(Collected data)
════
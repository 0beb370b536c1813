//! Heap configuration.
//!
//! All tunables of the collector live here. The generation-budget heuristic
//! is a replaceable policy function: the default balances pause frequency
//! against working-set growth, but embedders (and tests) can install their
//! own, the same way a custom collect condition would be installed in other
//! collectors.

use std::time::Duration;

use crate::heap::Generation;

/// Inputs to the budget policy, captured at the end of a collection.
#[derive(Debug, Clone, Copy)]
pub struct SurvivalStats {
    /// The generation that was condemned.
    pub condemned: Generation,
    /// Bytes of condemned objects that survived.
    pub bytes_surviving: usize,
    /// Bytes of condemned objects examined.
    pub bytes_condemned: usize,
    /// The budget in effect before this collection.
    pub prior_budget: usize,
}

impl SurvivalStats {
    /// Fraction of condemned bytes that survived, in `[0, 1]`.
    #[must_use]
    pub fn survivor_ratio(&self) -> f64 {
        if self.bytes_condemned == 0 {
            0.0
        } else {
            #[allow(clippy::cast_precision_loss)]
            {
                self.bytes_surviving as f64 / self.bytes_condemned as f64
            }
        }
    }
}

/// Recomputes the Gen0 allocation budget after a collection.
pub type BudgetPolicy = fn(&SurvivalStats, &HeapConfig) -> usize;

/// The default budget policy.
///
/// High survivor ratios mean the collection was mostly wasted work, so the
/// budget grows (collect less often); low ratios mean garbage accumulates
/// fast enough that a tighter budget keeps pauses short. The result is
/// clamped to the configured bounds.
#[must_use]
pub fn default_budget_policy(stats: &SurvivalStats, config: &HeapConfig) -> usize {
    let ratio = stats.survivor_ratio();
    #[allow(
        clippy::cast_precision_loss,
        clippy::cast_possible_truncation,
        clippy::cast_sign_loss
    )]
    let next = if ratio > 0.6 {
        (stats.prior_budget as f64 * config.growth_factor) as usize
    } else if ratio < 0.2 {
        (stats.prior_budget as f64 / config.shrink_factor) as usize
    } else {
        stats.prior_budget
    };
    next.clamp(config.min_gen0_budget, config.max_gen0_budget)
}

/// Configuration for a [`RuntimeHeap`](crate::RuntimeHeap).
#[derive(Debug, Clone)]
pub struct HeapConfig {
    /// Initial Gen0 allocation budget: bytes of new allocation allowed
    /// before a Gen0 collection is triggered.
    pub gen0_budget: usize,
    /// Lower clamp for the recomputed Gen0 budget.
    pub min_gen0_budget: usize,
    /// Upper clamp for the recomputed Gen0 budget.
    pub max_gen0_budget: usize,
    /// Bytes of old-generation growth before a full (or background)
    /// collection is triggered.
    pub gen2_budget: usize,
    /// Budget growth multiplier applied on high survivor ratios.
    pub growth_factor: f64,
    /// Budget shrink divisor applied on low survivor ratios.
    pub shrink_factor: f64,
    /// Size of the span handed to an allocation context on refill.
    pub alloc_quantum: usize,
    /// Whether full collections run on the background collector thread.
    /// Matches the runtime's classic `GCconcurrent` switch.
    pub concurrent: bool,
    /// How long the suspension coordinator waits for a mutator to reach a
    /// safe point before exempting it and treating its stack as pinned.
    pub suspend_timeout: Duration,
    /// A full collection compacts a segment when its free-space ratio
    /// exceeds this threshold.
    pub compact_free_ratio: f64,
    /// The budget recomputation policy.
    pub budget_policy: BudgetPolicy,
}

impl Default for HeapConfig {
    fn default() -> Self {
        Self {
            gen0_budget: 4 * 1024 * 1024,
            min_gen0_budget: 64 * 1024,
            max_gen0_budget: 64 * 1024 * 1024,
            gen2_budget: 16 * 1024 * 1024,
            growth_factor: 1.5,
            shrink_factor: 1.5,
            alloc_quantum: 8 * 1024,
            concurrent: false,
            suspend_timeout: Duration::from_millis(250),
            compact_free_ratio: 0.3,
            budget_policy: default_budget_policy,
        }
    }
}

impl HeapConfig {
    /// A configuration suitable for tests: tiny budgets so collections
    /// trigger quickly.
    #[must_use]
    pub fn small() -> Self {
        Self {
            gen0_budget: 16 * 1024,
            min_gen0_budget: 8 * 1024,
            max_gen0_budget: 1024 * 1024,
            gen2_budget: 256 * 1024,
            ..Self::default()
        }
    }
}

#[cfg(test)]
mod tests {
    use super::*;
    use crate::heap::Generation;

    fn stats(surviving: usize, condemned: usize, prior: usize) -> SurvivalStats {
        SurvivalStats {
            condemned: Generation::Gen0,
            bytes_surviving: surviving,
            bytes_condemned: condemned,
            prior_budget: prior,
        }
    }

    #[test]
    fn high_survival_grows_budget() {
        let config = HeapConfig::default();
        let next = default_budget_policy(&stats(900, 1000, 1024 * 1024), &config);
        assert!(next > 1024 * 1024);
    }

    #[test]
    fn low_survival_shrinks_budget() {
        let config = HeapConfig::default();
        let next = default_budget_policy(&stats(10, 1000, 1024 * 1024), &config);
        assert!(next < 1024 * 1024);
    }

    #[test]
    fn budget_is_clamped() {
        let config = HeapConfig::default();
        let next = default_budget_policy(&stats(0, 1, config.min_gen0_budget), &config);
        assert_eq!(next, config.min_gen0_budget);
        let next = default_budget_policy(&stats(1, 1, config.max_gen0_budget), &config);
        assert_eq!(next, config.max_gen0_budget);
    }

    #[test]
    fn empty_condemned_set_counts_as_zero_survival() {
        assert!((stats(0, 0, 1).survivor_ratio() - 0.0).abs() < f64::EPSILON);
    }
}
════
* _Task prompt_
Each line of the entries above that includes the string "ratios" should be copied out.

* _The completed task_
/// High survivor ratios mean the collection was mostly wasted work, so the
/// budget grows (collect less often); low ratios mean garbage accumulates
    /// Budget growth multiplier applied on high survivor ratios.
    /// Budget shrink divisor applied on low survivor ratios.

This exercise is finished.